(Beginning of MATERIAL FOR THIS TASK)

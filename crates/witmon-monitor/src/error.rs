//! Monitor error types.

use thiserror::Error;

#[derive(Debug, Error)]
pub enum MonitorError {
    #[error(transparent)]
    Rpc(#[from] witmon_rpc::RpcError),

    #[error("JSON error: {0}")]
    Json(#[from] serde_json::Error),

    #[error("Invalid configuration: {0}")]
    Config(String),
}

pub type MonitorResult<T> = Result<T, MonitorError>;
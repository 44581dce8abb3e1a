//! Immutable node description.
//!
//! Deliberately separate from the live `NodeClient`: configuration is
//! a value, the RPC capability is a handle, and the two are composed
//! where needed instead of carried by one duck-typed object.

use serde::{Deserialize, Serialize};

/// Role a monitored node plays.
#[derive(Debug, Clone, Copy, PartialEq, Eq, Default, Serialize, Deserialize)]
#[serde(rename_all = "lowercase")]
pub enum NodeRole {
    /// Block-producing witness/delegate node.
    #[default]
    Witness,
    /// Plain seed/API node, no production duties.
    Seed,
}

/// Static configuration of one monitored node.
#[derive(Debug, Clone, Serialize, Deserialize)]
pub struct NodeConfig {
    /// Display name used in notifications and logs.
    pub name: String,
    /// RPC endpoint URL.
    pub rpc_url: String,
    /// Role of this node.
    #[serde(default)]
    pub role: NodeRole,
    /// Node group; each group runs its own monitoring loop. Nodes
    /// without a group each form a group of their own.
    #[serde(default)]
    pub group: Option<String>,
    /// Witness account name, for missed-block and voted-in tracking.
    /// Only meaningful for `NodeRole::Witness`.
    #[serde(default)]
    pub witness_name: Option<String>,
    /// Track wallet open/locked state on this node.
    #[serde(default)]
    pub monitor_wallet: bool,
    /// Track voted-in (active vs standby) state.
    #[serde(default)]
    pub monitor_voting: bool,
    /// This node carries the feed-publication duty for its group.
    #[serde(default)]
    pub publish_feeds: bool,
}

impl NodeConfig {
    /// True when this node's witness account should be queried at all.
    #[must_use]
    pub fn tracks_witness(&self) -> bool {
        self.role == NodeRole::Witness && self.witness_name.is_some()
    }
}
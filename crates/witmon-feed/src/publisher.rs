//! On-chain feed publication.
//!
//! Publication is delegated to the node's RPC. One batched transaction
//! covering all assets is attempted first; if the batch fails, each
//! asset is published individually so a single bad asset cannot block
//! the rest. The published and failed sets are logged distinctly.

use serde_json::{json, Value};
use tracing::{error, info, warn};
use witmon_rpc::NodeClient;

/// Result of one publication round.
#[derive(Debug, Clone, Default, PartialEq, Eq)]
pub struct PublishOutcome {
    /// Assets whose feed landed on-chain.
    pub published: Vec<String>,
    /// Assets whose feed could not be published this round.
    pub failed: Vec<String>,
}

impl PublishOutcome {
    /// True when at least one asset was published.
    #[must_use]
    pub fn any_published(&self) -> bool {
        !self.published.is_empty()
    }
}

/// Publishes median feed prices through a node's RPC.
pub struct FeedPublisher {
    /// Witness account publishing the feeds.
    witness: String,
}

impl FeedPublisher {
    pub fn new(witness: impl Into<String>) -> Self {
        Self {
            witness: witness.into(),
        }
    }

    /// Publish `feeds` (asset, median price as string) through
    /// `client`. Never returns an error: per-asset failure is recorded
    /// in the outcome and logged, nothing propagates to the caller's
    /// tick.
    pub async fn publish(&self, client: &dyn NodeClient, feeds: &[(String, String)]) -> PublishOutcome {
        if feeds.is_empty() {
            return PublishOutcome::default();
        }

        let batch: Vec<Value> = feeds
            .iter()
            .map(|(asset, price)| json!([asset, price]))
            .collect();

        match client
            .call(
                "publish_feeds",
                vec![json!(self.witness), Value::Array(batch)],
            )
            .await
        {
            Ok(_) => {
                let published: Vec<String> = feeds.iter().map(|(a, _)| a.clone()).collect();
                info!(
                    witness = %self.witness,
                    assets = ?published,
                    "Published feeds in one batch"
                );
                PublishOutcome {
                    published,
                    failed: Vec::new(),
                }
            }
            Err(e) => {
                warn!(
                    witness = %self.witness,
                    error = %e,
                    "Batched feed publication failed, retrying per asset"
                );
                self.publish_individually(client, feeds).await
            }
        }
    }

    async fn publish_individually(
        &self,
        client: &dyn NodeClient,
        feeds: &[(String, String)],
    ) -> PublishOutcome {
        let mut outcome = PublishOutcome::default();
        for (asset, price) in feeds {
            let result = client
                .call(
                    "publish_feeds",
                    vec![json!(self.witness), json!([[asset, price]])],
                )
                .await;
            match result {
                Ok(_) => outcome.published.push(asset.clone()),
                Err(e) => {
                    warn!(asset, error = %e, "Feed publication failed for asset");
                    outcome.failed.push(asset.clone());
                }
            }
        }

        if outcome.failed.is_empty() {
            info!(published = ?outcome.published, "Published all feeds individually");
        } else {
            error!(
                published = ?outcome.published,
                failed = ?outcome.failed,
                "Feed publication partially failed"
            );
        }
        outcome
    }
}
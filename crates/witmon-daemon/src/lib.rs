//! witmon daemon: configuration and application wiring.

pub mod app;
pub mod config;
pub mod error;

pub use app::Application;
pub use config::{AppConfig, FeedsConfig, NotificationConfig};
pub use error::{AppError, AppResult};
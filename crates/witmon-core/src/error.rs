//! Error types for witmon-core.

use thiserror::Error;

/// Core error types.
#[derive(Debug, Error)]
pub enum CoreError {
    #[error("Invalid asset pair: {0}")]
    InvalidPair(String),

    #[error("Empty feed set: {0}")]
    EmptyFeedSet(String),

    #[error("Mixed asset pairs in feed set: expected {expected}, found {found}")]
    MixedPairs { expected: String, found: String },

    #[error("Invalid price: {0}")]
    InvalidPrice(String),

    #[error("Invalid configuration: {0}")]
    InvalidConfig(String),
}

/// Result type alias for core operations.
pub type Result<T> = std::result::Result<T, CoreError>;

(End of MATERIAL FOR THIS TASK)

## EXERCISE DETAILS
Tally up the lines in the records that contain the word "daemon" and give only the total.

## RESULT OF THE TASK
2